O barulho do rio se misturava com as imagens das árvores exatamente acima de mim. E eu olhava desde o primeiro, até o último galho, o mais alto. O que o sol alcançava e parecia de um lugar diferente dos outros. Eu via o reflexo do sol nas teias de aranha e parecia tão perto que tentava pegar, mas sem sucesso. Apenas parei. Deixei meu corpo, que boiando, fosse levado pela água corrente do rio. Talvez me levasse para onde eu queria chegar. Talvez eu conheceria um mundo que eu sozinha não seria capaz de conhecer.A água refletia nos troncos das árvores. Sorri e pensei que eu ajudava a refletir também. Ajudava na força do rio e em deixá-lo limpo. Em pegar as pedras do fundo e conhecê-las.E o rio me ajudava.Me ajudava a esperar as águas que viriam e me mostrava que tudo seria diferente se eu continuasse ali, mesmo por um segundo. E eu esperei e esperarei. Quem sabe em algum momento as águas mudem. E se mudarem, quero estar de pé, observando-as passarem por mim.

domingo, 1 de abril de 2012

Estrangulados


       Era fim de tarde e ainda fazia um pouco de sol, o asfalto ainda molhado da chuva de outono. Sai com meu moletom, chutando as pedrinhas nas poças d’água, sem pensar em muita coisa, apenas com algumas palavras ecoando na minha mente. Tentava me livrar daquela frase, mas ela me cortava, me fazia sangrar. Caminhei sem rumo, enquanto observava os carros que passavam jogando água pra todo lado e as pessoas se espremendo nos muros para não ficarem encharcadas. Percebia as gotas nas folhas das árvores por onde passava, balançava algumas e ficava olhando-as até caírem no chão.

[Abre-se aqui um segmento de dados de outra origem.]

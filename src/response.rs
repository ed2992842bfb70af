//! Response helpers: `Location` on create and the alert headers on every mutation.

use crate::domain::CarDto;
use crate::error::ENTITY_NAME;
use axum::{
    http::{header, HeaderMap, HeaderName, HeaderValue, StatusCode},
    response::{IntoResponse, Response},
    Json,
};

/// Base path of the car resource.
pub const CARS_PATH: &str = "/api/cars";

/// `X-<app>-alert: <app>.car.<action>` and `X-<app>-params: <param>`.
/// An app name that is not a valid header token yields no headers.
pub fn alert_headers(app_name: &str, action: &str, param: &str) -> HeaderMap {
    let mut headers = HeaderMap::new();
    let alert = format!("{}.{}.{}", app_name, ENTITY_NAME, action);
    let pairs = [
        (format!("X-{}-alert", app_name), alert),
        (format!("X-{}-params", app_name), param.to_string()),
    ];
    for (name, value) in pairs {
        match (HeaderName::try_from(name.as_str()), HeaderValue::try_from(value.as_str())) {
            (Ok(name), Ok(value)) => {
                headers.insert(name, value);
            }
            _ => tracing::warn!(header = %name, "skipping invalid alert header"),
        }
    }
    headers
}

fn id_param(dto: &CarDto) -> String {
    dto.id.map(|id| id.to_string()).unwrap_or_default()
}

/// 201 with `Location: /api/cars/{id}`.
pub fn created(app_name: &str, dto: CarDto) -> Response {
    let id = id_param(&dto);
    let mut headers = alert_headers(app_name, "created", &id);
    if let Ok(location) = HeaderValue::try_from(format!("{}/{}", CARS_PATH, id)) {
        headers.insert(header::LOCATION, location);
    }
    (StatusCode::CREATED, headers, Json(dto)).into_response()
}

pub fn updated(app_name: &str, dto: CarDto) -> Response {
    let headers = alert_headers(app_name, "updated", &id_param(&dto));
    (StatusCode::OK, headers, Json(dto)).into_response()
}

pub fn deleted(app_name: &str, id: i64) -> Response {
    let headers = alert_headers(app_name, "deleted", &id.to_string());
    (StatusCode::NO_CONTENT, headers).into_response()
}

#[cfg(test)]
mod tests {
    use super::*;

    #[test]
    fn alert_headers_use_app_prefix() {
        let headers = alert_headers("carApp", "created", "5");
        assert_eq!(headers.get("x-carapp-alert").unwrap(), "carApp.car.created");
        assert_eq!(headers.get("x-carapp-params").unwrap(), "5");
    }

    #[test]
    fn invalid_app_name_yields_no_headers() {
        assert!(alert_headers("bad app", "created", "5").is_empty());
    }

    #[test]
    fn created_sets_location() {
        let dto = CarDto { id: Some(12), ..Default::default() };
        let res = created("carApp", dto);
        assert_eq!(res.status(), StatusCode::CREATED);
        assert_eq!(res.headers().get(header::LOCATION).unwrap(), "/api/cars/12");
    }
}
use crate::position::Range;

/// The type of a document node, named after the mdast node types Markdown
/// tooling expects.
#[derive(Debug, Clone, Copy, PartialEq, Eq)]
pub enum NodeKind {
    Root,
    Paragraph,
    Heading,
    BlockQuote,
    List,
    ListItem,
    /// Fenced or indented code block.
    Code,
    /// Block-level HTML or inline HTML (comments included).
    Html,
    Text,
    InlineCode,
    Emphasis,
    Strong,
    Link,
    Image,
    Table,
    ThematicBreak,
    Break,
    /// Anything the extractor has no use for (footnotes, metadata, ...).
    Other,
}

impl NodeKind {
    pub fn as_str(self) -> &'static str {
        match self {
            NodeKind::Root => "root",
            NodeKind::Paragraph => "paragraph",
            NodeKind::Heading => "heading",
            NodeKind::BlockQuote => "blockquote",
            NodeKind::List => "list",
            NodeKind::ListItem => "listItem",
            NodeKind::Code => "code",
            NodeKind::Html => "html",
            NodeKind::Text => "text",
            NodeKind::InlineCode => "inlineCode",
            NodeKind::Emphasis => "emphasis",
            NodeKind::Strong => "strong",
            NodeKind::Link => "link",
            NodeKind::Image => "image",
            NodeKind::Table => "table",
            NodeKind::ThematicBreak => "thematicBreak",
            NodeKind::Break => "break",
            NodeKind::Other => "other",
        }
    }
}

/// One element of the document tree.
///
/// `lang` is the full info string of a fenced code block; `value` holds the
/// raw text of code, html, text and inline code nodes.
#[derive(Debug, Clone, PartialEq, Eq)]
pub struct Node {
    pub kind: NodeKind,
    pub position: Range,
    pub lang: Option<String>,
    pub value: Option<String>,
    pub children: Vec<Node>,
}

impl Node {
    pub fn new(kind: NodeKind, position: Range) -> Self {
        Self {
            kind,
            position,
            lang: None,
            value: None,
            children: Vec::new(),
        }
    }

    /// First whitespace-delimited token of the info string, e.g. `js` for
    /// `js title="demo.js"`.
    pub fn lang_tag(&self) -> Option<&str> {
        self.lang.as_deref()?.split_whitespace().next()
    }
}

#[cfg(test)]
mod tests {
    use super::*;
    use crate::position::Position;

    fn code(lang: Option<&str>) -> Node {
        let mut node = Node::new(
            NodeKind::Code,
            Range::new(Position::new(1, 1), Position::new(3, 4)),
        );
        node.lang = lang.map(str::to_string);
        node
    }

    #[test]
    fn lang_tag_takes_first_token() {
        assert_eq!(code(Some("js title=\"x.js\"")).lang_tag(), Some("js"));
        assert_eq!(code(Some("  ts")).lang_tag(), Some("ts"));
    }

    #[test]
    fn lang_tag_absent_without_info() {
        assert_eq!(code(None).lang_tag(), None);
        assert_eq!(code(Some("   ")).lang_tag(), None);
    }

    #[test]
    fn kind_names_follow_mdast() {
        assert_eq!(NodeKind::BlockQuote.as_str(), "blockquote");
        assert_eq!(NodeKind::ListItem.as_str(), "listItem");
        assert_eq!(NodeKind::Code.as_str(), "code");
    }
}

      O vento frio batia no meu rosto, e algumas lágrimas caiam junto com as gotas das folhas. Lembrei de quando pensei que não seria fácil, de como eu deveria evitar, de como eu deveria fugir, e lembrei de quando só passei por cima de tudo, quando não me importei se seria difícil ou impossível e só continuei. Continuei e cheguei aqui, me mantive firme, segura, me ergui até quando não tinha mais forças nem pra respirar. E continuei em pé só pra perceber, agora, que não adianta a força que eu colocava pra me manter, sempre há uma outra força, muito maior que a minha, que me derruba. Uma força que até posso nomear, algo como ingratidão, cegueira, falta de percepção, ou seja lá o que isso for. É o que me tira do eixo, da órbita. É a força que me deixa trêmula e faz sumir, o sempre presente, sorriso dos meus lábios, o substituindo só por choros baixinhos, abafados.
      Andei algumas ruas e parei num cruzamento. Observei os carros que iam e vinham, os que faziam coisas erradas, os que continuavam sempre certos. Olhei as pessoas, um ou outro cachorro perdido entre o movimento, e a chuva que voltava a cair, me molhando, dando a sensação de estar levando embora tudo o que me levou até ali. Não sabia mais se deveria voltar, ou se ficar ali mais um pouco seria bom. Eram quase inaudíveis os ecos na minha cabeça agora, eles já estavam saindo de onde só eu pudesse ouvir, já estavam no ar, por toda parte. Espalhados por aí, e não queria trazê-los de volta.
      Algo me dizia pra esquecer, e acho que foi isso que fiz. Continuei passando por várias ruas, agora prestando atenção nas pessoas que também deveriam estar com ecos em suas cabeças, e achei melhor, dessa vez, evitar e lembrar de como vai ser difícil... Assim, talvez, quando a força que eu tenho aqui comigo for maior e suficiente para me manter em pé, quando essa outra força queira me derrubar eu possa passar por cima de novo e aceitar que vale a pena enfrentar o difícil e o impossível pelo que eu acredito.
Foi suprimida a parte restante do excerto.